Coccaglio (Brescia), 11 dicembre 2019  - E' stato individuato il presunto pirata della strada che - secondo le accuse - avrebbe investito madre e figlio di due anni ieri mattina a Coccaglio, nel Bresciano. Si tratta di una ragazza di 22 anni nata a Chiari (Brescia) alla quale le forze dell'ordine sono arrivate grazie ai video delle telecamere installate in strada. Per lei l'accusa di omissione di soccorso e lesioni. La giovane si trova agli arresti domiciliari. Davanti ai magistrati ha detto di
non essersi accorta di nulla, anche se la sua auto ha i segni dell'investimento. Giovedì mattina il pubblico ministero Ambrogio Cassiani, titolare dell'indagine che e' stata chiusa nell'arco di dodici ore, sarà in tribunale a Brescia per l'interrogatorio. Il bambino ferito e' sempre ricoverato nel reparto di terapia intensiva dell'ospedale Papa Giovanni XXII di Bergamo in stato di coma a causa di un trauma cranico riportato cadendo sull'asfalto.

L'incidente

L'allarme è scattato alle 8.30 di ieri, martedì 10 dicembre, in via Achille Grandi a Coccaglio. La sequenza del tragico incidente è stata rapidissima quanto sconcertante: la mamma, una signora di origine indiana residente in paese, si muoveva a piedi verso la scuola insieme alla sua primogenita. Nel passeggino il figlio più piccolo, di due anni. Stando a quanto emerso la donna si stava spostando con la prole al seguito sull’altro lato di via Grandi, servendosi regolarmente del passaggio pedonale, quando una macchina uscita da una rotonda ha investito le ruote anteriori del passeggino.Lei e la figlia più grande sono rimaste miracolosamente illese.
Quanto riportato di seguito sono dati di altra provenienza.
pub(crate) fn row_to_beneficiary(row: &libsql::Row) -> Result<Beneficiary, DatabaseError> {
    Ok(Beneficiary {
        id: row.get(0)?,
        learner_id: row.get(1)?,
        programme_id: row.get(2)?,
        institution_id: get_opt_string(row, 3)?,
        cohort_code: get_opt_string(row, 4)?,
        district: get_opt_string(row, 5)?,
        enrolled_at: parse_datetime(&row.get::<String>(6)?)?,
        eligibility: parse_json(&row.get::<String>(7)?)?,
        status: parse_enum(&row.get::<String>(8)?)?,
        created_at: parse_datetime(&row.get::<String>(9)?)?,
        updated_at: parse_datetime(&row.get::<String>(10)?)?,
    })
}

/// Message for a learner enrolled twice in one programme.
pub const DUPLICATE_LEARNER: &str = "Duplicate learner_id for this programme";

/// Filter criteria for beneficiary listings within a programme.
#[derive(Debug, Default, Clone)]
pub struct BeneficiaryFilter {
    pub status: Option<BeneficiaryStatus>,
    /// Case-insensitive substring of `learner_id` or `cohort_code`.
    pub q: Option<String>,
}
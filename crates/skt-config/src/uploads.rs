//! Upload limits.

use serde::{Deserialize, Serialize};

/// 10 MiB.
const fn default_max_csv_bytes() -> usize {
    10 * 1024 * 1024
}

#[derive(Debug, Clone, Deserialize, Serialize)]
pub struct UploadsConfig {
    /// Largest accepted CSV import, in bytes.
    #[serde(default = "default_max_csv_bytes")]
    pub max_csv_bytes: usize,
}

impl Default for UploadsConfig {
    fn default() -> Self {
        Self {
            max_csv_bytes: default_max_csv_bytes(),
        }
    }
}
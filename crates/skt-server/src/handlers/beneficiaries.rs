//! Beneficiary endpoints: enrolment, listing, status, progress, placement,
//! and CSV import.

use axum::extract::multipart::{Multipart, MultipartRejection};
use axum::extract::State;
use serde::Deserialize;
use skt_core::entities::{Beneficiary, PlacementRecord, ProgressRecord};
use skt_core::responses::{BeneficiaryDetail, ImportReport};
use skt_core::validation::{
    BeneficiaryRequest, PlacementRequest, ProgressRequest, StatusChangeRequest,
};
use skt_db::repos::audit::SYSTEM_ACTOR;
use skt_db::repos::beneficiary::BeneficiaryFilter;

use crate::error::{ApiError, ApiResult};
use crate::extract::{enum_param, text_param, ApiJson, ApiPath, ApiQuery, RequestMeta};
use crate::response::ApiResponse;
use crate::state::AppState;

/// Room for multipart boundaries and the text fields around the file.
pub const MULTIPART_OVERHEAD: usize = 64 * 1024;

/// Request bodies up to this many times the CSV cap are read to the end
/// and answered with [`FILE_TOO_LARGE`]; larger ones are cut off by the
/// router's body limit, which maps to the same message.
pub const OVERSIZE_DRAIN_FACTOR: usize = 2;

pub const FILE_TOO_LARGE: &str = "File too large";

#[derive(Debug, Default, Deserialize)]
pub struct BeneficiaryListQuery {
    pub status: Option<String>,
    pub q: Option<String>,
    pub page: Option<u32>,
    pub limit: Option<u32>,
}

pub async fn create_beneficiary(
    State(state): State<AppState>,
    meta: RequestMeta,
    ApiJson(request): ApiJson<BeneficiaryRequest>,
) -> ApiResult<ApiResponse<Beneficiary>> {
    let (programme_id, new, created_by) = request.validate()?;
    let actor = meta.actor(created_by.as_deref(), SYSTEM_ACTOR);
    let beneficiary = state
        .svc
        .create_beneficiary(&programme_id, new, &actor)
        .await?;
    Ok(ApiResponse::created(beneficiary))
}

pub async fn list_beneficiaries(
    State(state): State<AppState>,
    ApiPath(programme_id): ApiPath<String>,
    ApiQuery(query): ApiQuery<BeneficiaryListQuery>,
) -> ApiResult<ApiResponse<Vec<BeneficiaryDetail>>> {
    let filter = BeneficiaryFilter {
        status: enum_param("status", query.status.as_deref())?,
        q: text_param(query.q),
    };
    let page = state.page(query.page, query.limit, None);
    let beneficiaries = state
        .svc
        .list_beneficiaries(&programme_id, &filter, page)
        .await?;
    Ok(ApiResponse::page(beneficiaries))
}

pub async fn get_beneficiary(
    State(state): State<AppState>,
    ApiPath(id): ApiPath<String>,
) -> ApiResult<ApiResponse<BeneficiaryDetail>> {
    Ok(ApiResponse::ok(state.svc.get_beneficiary(&id).await?))
}

pub async fn update_status(
    State(state): State<AppState>,
    meta: RequestMeta,
    ApiPath(id): ApiPath<String>,
    ApiJson(request): ApiJson<StatusChangeRequest>,
) -> ApiResult<ApiResponse<Beneficiary>> {
    let (status, updated_by) = request.validate()?;
    let actor = meta.actor(updated_by.as_deref(), SYSTEM_ACTOR);
    let beneficiary = state
        .svc
        .update_beneficiary_status(&id, status, &actor)
        .await?;
    Ok(ApiResponse::ok(beneficiary))
}

pub async fn update_progress(
    State(state): State<AppState>,
    meta: RequestMeta,
    ApiPath(id): ApiPath<String>,
    ApiJson(request): ApiJson<ProgressRequest>,
) -> ApiResult<ApiResponse<ProgressRecord>> {
    let (update, updated_by) = request.validate()?;
    let actor = meta.actor(updated_by.as_deref(), SYSTEM_ACTOR);
    let record = state.svc.update_progress(&id, update, &actor).await?;
    Ok(ApiResponse::ok(record))
}

pub async fn add_placement(
    State(state): State<AppState>,
    meta: RequestMeta,
    ApiPath(id): ApiPath<String>,
    ApiJson(request): ApiJson<PlacementRequest>,
) -> ApiResult<ApiResponse<PlacementRecord>> {
    let (new, created_by) = request.validate()?;
    let actor = meta.actor(created_by.as_deref(), SYSTEM_ACTOR);
    let placement = state.svc.add_placement(&id, new, &actor).await?;
    Ok(ApiResponse::ok(placement))
}

/// An uploaded CSV file.
struct Upload {
    filename: String,
    bytes: Vec<u8>,
}

fn is_csv(filename: &str, content_type: Option<&str>) -> bool {
    content_type == Some("text/csv")
        || filename
            .rsplit_once('.')
            .is_some_and(|(_, ext)| ext.eq_ignore_ascii_case("csv"))
}

/// `POST /api/beneficiaries/import/{programme_id}`: multipart with a `file`
/// part and an optional `created_by` text part.
pub async fn import_csv(
    State(state): State<AppState>,
    meta: RequestMeta,
    ApiPath(programme_id): ApiPath<String>,
    multipart: Result<Multipart, MultipartRejection>,
) -> ApiResult<ApiResponse<ImportReport>> {
    let mut multipart = multipart?;
    let cap = state.config.uploads.max_csv_bytes;
    let mut upload = None;
    let mut created_by = None;
    let mut rejection: Option<&'static str> = None;

    // The body is read to the end before replying, even once rejected.
    while let Some(mut field) = multipart.next_field().await? {
        let name = field.name().map(str::to_string);
        match name.as_deref() {
            Some("file") if rejection.is_none() => {
                let filename = field.file_name().unwrap_or_default().to_string();
                if !is_csv(&filename, field.content_type()) {
                    rejection = Some("Only CSV files are allowed");
                    continue;
                }
                let mut bytes = Vec::new();
                while let Some(chunk) = field.chunk().await? {
                    if rejection.is_some() {
                        continue;
                    }
                    if bytes.len() + chunk.len() > cap {
                        rejection = Some(FILE_TOO_LARGE);
                        bytes = Vec::new();
                        continue;
                    }
                    bytes.extend_from_slice(&chunk);
                }
                if rejection.is_none() {
                    upload = Some(Upload { filename, bytes });
                }
            }
            Some("created_by") => created_by = Some(field.text().await?),
            _ => {}
        }
    }

    if let Some(message) = rejection {
        return Err(ApiError::BadRequest(message.into()));
    }
    let upload = upload.ok_or_else(|| ApiError::BadRequest("No file uploaded".into()))?;
    let actor = meta.actor(created_by.as_deref().map(str::trim), SYSTEM_ACTOR);
    let report = state
        .svc
        .import_beneficiaries_csv(&programme_id, &upload.bytes, &upload.filename, &actor)
        .await?;
    Ok(ApiResponse::ok(report))
}

#[cfg(test)]
mod tests {
    use super::*;

    #[test]
    fn csv_detection() {
        assert!(is_csv("learners.csv", None));
        assert!(is_csv("LEARNERS.CSV", Some("application/octet-stream")));
        assert!(is_csv("export", Some("text/csv")));
        assert!(!is_csv("learners.xlsx", Some("application/vnd.ms-excel")));
        assert!(!is_csv("", None));
    }
}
Il piccolo e il suo mezzo di trasporto invece sono stati proiettati in aria per poi atterrare a sei-sette metri dal punto dell’impatto. Mentre il conducente del veicolo, anziché accostare e verificare le condizioni dell’investito, ha proseguito la corsa, lasciando la madre sotto choc. I primi a prestare soccorso sono stati due automobilisti sopraggiunti poco dopo, mentre l'auto pirata è svanita nel nulla. Sul posto l’elisoccorso di Brescia, che ha condotto il bambino all’ospedale Papa Giovanni di Bergamo. Il bimbo è in coma. I medici gli hanno riscontrato un serio trauma cranico. 

Le indagini

Immediate sono scattate le indagini. La svolta è arrivata a meno di 24 ore dall'incidente. Subito dopo il terribile schianto la polizia locale si è messa al lavoro scandagliando i rilevatori di targhe e le telecamere della zona fino a rintracciare l'auto che sarebbe coinvolta nell'impatto e a rilevarne i segni causati dall'incidente. Polizia e carabinieri hanno raggiunto la giovane all'uscita dal posto di lavoro, a tarda sera. ''Abbiamo lavorato senza sosta - ha spiegato Luca Ferrari, comandante della polizia locale di Coccaglio e Cologne - e alla fine grazie all'impegno di tutto il corpo così come alla buona copertura sul territorio del rilevatore di targhe l'abbiamo individuata. La soddisfazione è enorme e il caso è stato risolto in tempi veramente brevi''.